On June 10th, information on the official website of the Center for Drug Evaluation (CDE) of the National Medical Products Administration (NMPA) showed that the clinical trial application for the human rabies mRNA vaccine by domestic private vaccine manufacturer Aimei Vaccine's subsidiary Lifanda Biotech has been accepted. This marks the first domestic rabies mRNA vaccine to apply for clinical trials and is expected to enter clinical trials soon.

Lifanda Biotech was acquired by Aimei Vaccine in 2021 and possesses the clinical trial approval for mRNA COVID-19 vaccine. It is reported that the company has an independent mRNA production and drug delivery technology platform, with multiple invention patents applied for in drug design, production, and formulation delivery.

Based on a research paper published by Aimei Vaccine in the "Virology Journal" in November last year, animal experiments indicated that the company's ongoing mRNA rabies vaccine elicited immune protection against the rabies virus after two doses, effectively inducing antibody production and stimulating cellular immune responses.

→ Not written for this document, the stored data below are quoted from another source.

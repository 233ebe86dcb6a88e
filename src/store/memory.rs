use std::collections::HashMap;

use async_trait::async_trait;

use super::{CredentialStore, Identity, StoreError};

/// Fixed set of identities keyed by username
#[derive(Debug, Default, Clone)]
pub struct InMemoryCredentialStore {
    users: HashMap<String, Identity>,
}

impl InMemoryCredentialStore {
    pub fn new() -> Self {
        Self::default()
    }

    pub fn with_identity(mut self, identity: Identity) -> Self {
        self.users.insert(identity.username.clone(), identity);
        self
    }
}

#[async_trait]
impl CredentialStore for InMemoryCredentialStore {
    async fn find_by_username(&self, username: &str) -> Result<Option<Identity>, StoreError> {
        Ok(self.users.get(username).cloned())
    }
}
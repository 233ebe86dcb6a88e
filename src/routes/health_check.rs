use actix_web::HttpResponse;

/// GET /health_check
///
/// Liveness only; the store and cache are not probed.
pub async fn health_check() -> HttpResponse {
    HttpResponse::Ok().body("OK")
}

The highest level of immune protection was observed when the vaccine was given at an interval of 14 days, with a survival rate of 100% three months after vaccination.

Aimei Vaccine informed reporters of The first financial that within the company's publicly disclosed product pipeline layout, the rabies vaccine has a comprehensive upgrade plan and design. The mRNA rabies vaccine is an important upgraded product.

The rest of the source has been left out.